● Task instructions
Report every line of the data where the string "EnvFilter" appears.
——————
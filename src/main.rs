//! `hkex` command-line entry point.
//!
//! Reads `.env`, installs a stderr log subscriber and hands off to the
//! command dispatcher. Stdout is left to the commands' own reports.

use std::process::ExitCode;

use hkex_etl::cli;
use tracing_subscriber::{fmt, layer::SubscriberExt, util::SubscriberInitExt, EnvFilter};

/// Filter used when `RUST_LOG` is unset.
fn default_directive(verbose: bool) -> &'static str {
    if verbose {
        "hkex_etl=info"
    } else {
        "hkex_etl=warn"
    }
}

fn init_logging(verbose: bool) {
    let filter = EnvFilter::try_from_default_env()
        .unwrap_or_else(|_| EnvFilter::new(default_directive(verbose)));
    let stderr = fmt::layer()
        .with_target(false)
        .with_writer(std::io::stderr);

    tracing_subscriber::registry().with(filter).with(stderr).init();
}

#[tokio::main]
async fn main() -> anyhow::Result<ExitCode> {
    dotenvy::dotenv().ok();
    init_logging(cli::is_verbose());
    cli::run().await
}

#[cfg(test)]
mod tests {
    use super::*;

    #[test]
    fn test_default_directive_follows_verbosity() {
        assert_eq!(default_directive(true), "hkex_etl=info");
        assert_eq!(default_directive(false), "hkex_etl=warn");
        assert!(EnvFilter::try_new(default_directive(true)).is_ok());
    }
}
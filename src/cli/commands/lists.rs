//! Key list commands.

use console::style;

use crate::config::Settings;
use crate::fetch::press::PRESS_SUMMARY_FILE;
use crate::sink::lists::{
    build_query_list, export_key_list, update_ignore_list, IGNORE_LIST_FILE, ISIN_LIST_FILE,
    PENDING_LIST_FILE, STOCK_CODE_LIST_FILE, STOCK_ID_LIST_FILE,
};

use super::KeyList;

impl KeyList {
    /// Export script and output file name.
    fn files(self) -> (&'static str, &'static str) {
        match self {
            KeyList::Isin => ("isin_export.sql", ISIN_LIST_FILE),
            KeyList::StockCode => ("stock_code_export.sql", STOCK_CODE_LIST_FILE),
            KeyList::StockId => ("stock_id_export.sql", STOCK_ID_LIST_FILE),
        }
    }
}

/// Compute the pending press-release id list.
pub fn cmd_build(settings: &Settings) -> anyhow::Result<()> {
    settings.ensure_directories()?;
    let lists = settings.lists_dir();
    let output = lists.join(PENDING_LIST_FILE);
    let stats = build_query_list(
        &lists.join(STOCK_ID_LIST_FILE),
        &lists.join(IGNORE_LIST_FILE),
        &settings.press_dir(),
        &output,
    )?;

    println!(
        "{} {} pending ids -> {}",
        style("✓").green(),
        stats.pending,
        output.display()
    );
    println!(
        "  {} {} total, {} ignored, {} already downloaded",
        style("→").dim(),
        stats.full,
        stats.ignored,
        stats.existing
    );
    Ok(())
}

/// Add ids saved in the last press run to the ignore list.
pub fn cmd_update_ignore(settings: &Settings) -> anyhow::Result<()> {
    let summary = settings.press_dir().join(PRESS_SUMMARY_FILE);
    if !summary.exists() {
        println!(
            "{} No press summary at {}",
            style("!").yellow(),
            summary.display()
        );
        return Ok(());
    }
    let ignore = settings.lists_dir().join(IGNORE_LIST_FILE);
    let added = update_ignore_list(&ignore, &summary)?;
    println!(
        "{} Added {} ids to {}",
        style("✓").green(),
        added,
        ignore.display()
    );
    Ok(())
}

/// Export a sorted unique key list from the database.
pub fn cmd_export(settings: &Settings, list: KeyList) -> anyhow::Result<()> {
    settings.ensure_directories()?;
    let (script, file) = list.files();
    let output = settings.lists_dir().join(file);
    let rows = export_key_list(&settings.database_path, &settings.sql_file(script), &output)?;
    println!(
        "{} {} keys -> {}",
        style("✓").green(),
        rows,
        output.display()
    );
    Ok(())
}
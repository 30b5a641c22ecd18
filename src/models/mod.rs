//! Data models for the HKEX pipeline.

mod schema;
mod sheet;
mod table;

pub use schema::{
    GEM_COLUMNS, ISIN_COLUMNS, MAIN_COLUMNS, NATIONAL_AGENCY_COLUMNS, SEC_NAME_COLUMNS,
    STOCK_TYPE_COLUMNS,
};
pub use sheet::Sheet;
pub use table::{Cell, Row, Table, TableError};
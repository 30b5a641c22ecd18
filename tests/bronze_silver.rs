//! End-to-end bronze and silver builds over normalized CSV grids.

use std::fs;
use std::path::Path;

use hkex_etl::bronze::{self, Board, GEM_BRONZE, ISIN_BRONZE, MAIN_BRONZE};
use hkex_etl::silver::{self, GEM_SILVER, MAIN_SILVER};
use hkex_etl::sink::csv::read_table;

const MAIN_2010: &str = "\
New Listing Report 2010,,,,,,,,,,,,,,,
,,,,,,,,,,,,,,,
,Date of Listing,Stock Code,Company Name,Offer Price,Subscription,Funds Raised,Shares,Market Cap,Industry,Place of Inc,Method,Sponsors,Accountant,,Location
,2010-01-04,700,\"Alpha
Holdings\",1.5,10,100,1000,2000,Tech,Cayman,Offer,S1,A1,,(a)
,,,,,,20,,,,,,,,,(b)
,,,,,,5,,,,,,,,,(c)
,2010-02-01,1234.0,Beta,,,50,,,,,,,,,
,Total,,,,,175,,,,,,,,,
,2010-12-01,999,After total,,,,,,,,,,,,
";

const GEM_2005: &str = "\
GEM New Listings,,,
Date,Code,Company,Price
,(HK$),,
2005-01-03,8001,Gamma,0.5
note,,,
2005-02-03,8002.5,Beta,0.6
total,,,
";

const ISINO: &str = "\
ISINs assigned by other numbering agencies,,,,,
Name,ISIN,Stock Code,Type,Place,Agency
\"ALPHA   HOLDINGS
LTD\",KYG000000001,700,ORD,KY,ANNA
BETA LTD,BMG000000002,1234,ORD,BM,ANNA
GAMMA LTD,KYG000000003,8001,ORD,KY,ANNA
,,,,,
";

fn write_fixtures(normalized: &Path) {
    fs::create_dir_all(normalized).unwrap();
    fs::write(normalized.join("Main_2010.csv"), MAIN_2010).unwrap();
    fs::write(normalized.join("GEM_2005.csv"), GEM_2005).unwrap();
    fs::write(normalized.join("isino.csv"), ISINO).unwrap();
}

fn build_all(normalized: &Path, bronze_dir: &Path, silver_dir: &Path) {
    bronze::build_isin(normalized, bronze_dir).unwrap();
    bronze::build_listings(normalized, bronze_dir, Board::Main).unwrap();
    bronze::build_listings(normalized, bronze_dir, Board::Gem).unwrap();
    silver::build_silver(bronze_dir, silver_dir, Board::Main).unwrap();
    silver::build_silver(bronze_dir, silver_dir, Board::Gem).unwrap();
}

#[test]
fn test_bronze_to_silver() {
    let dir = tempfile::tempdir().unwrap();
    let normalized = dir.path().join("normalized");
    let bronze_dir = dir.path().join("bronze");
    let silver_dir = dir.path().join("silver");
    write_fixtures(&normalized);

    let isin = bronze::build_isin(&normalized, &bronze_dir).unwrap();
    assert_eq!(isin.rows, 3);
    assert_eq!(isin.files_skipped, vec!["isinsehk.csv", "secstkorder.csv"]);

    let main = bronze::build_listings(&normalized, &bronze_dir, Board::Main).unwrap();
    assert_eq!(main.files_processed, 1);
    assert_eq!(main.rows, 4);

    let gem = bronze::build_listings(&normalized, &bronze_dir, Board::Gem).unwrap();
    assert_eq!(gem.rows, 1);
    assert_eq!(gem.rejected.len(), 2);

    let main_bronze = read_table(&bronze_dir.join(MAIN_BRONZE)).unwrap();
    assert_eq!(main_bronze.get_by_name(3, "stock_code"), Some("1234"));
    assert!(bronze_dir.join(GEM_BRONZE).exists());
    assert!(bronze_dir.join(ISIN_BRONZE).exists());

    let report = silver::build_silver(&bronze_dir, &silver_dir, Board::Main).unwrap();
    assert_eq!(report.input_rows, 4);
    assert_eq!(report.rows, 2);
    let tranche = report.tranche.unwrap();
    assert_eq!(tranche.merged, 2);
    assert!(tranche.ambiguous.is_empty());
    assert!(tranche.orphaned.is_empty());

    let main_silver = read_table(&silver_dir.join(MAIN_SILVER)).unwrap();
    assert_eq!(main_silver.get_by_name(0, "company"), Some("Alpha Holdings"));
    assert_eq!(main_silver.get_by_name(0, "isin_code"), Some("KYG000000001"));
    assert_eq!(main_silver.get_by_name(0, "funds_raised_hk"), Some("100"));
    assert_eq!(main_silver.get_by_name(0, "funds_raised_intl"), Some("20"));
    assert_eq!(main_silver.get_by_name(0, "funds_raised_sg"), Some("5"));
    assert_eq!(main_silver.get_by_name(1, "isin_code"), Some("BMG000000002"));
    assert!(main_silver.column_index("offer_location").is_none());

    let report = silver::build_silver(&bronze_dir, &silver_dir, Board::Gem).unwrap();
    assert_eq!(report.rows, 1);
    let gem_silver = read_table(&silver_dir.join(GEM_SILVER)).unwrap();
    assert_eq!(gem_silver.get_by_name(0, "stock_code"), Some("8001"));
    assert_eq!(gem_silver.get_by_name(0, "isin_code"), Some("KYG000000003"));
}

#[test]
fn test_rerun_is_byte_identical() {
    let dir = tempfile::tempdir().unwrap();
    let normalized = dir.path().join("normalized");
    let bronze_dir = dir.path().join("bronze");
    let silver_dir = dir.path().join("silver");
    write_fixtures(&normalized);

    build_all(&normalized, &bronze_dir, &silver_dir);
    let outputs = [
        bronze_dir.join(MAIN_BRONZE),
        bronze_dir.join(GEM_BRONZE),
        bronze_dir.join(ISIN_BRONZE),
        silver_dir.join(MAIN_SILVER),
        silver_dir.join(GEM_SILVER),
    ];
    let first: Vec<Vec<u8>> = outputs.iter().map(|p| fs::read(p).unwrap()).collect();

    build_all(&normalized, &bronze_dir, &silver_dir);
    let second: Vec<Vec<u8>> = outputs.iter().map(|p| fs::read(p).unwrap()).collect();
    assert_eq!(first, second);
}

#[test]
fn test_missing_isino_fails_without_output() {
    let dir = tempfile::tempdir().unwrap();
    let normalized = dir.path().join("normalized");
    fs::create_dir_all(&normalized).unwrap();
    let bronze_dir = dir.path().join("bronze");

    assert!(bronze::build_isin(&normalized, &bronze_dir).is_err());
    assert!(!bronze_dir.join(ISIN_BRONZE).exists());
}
——————
● Solution to the problem
use tracing_subscriber::{fmt, layer::SubscriberExt, util::SubscriberInitExt, EnvFilter};
    let filter = EnvFilter::try_from_default_env()
        .unwrap_or_else(|_| EnvFilter::new(default_directive(verbose)));
        assert!(EnvFilter::try_new(default_directive(true)).is_ok());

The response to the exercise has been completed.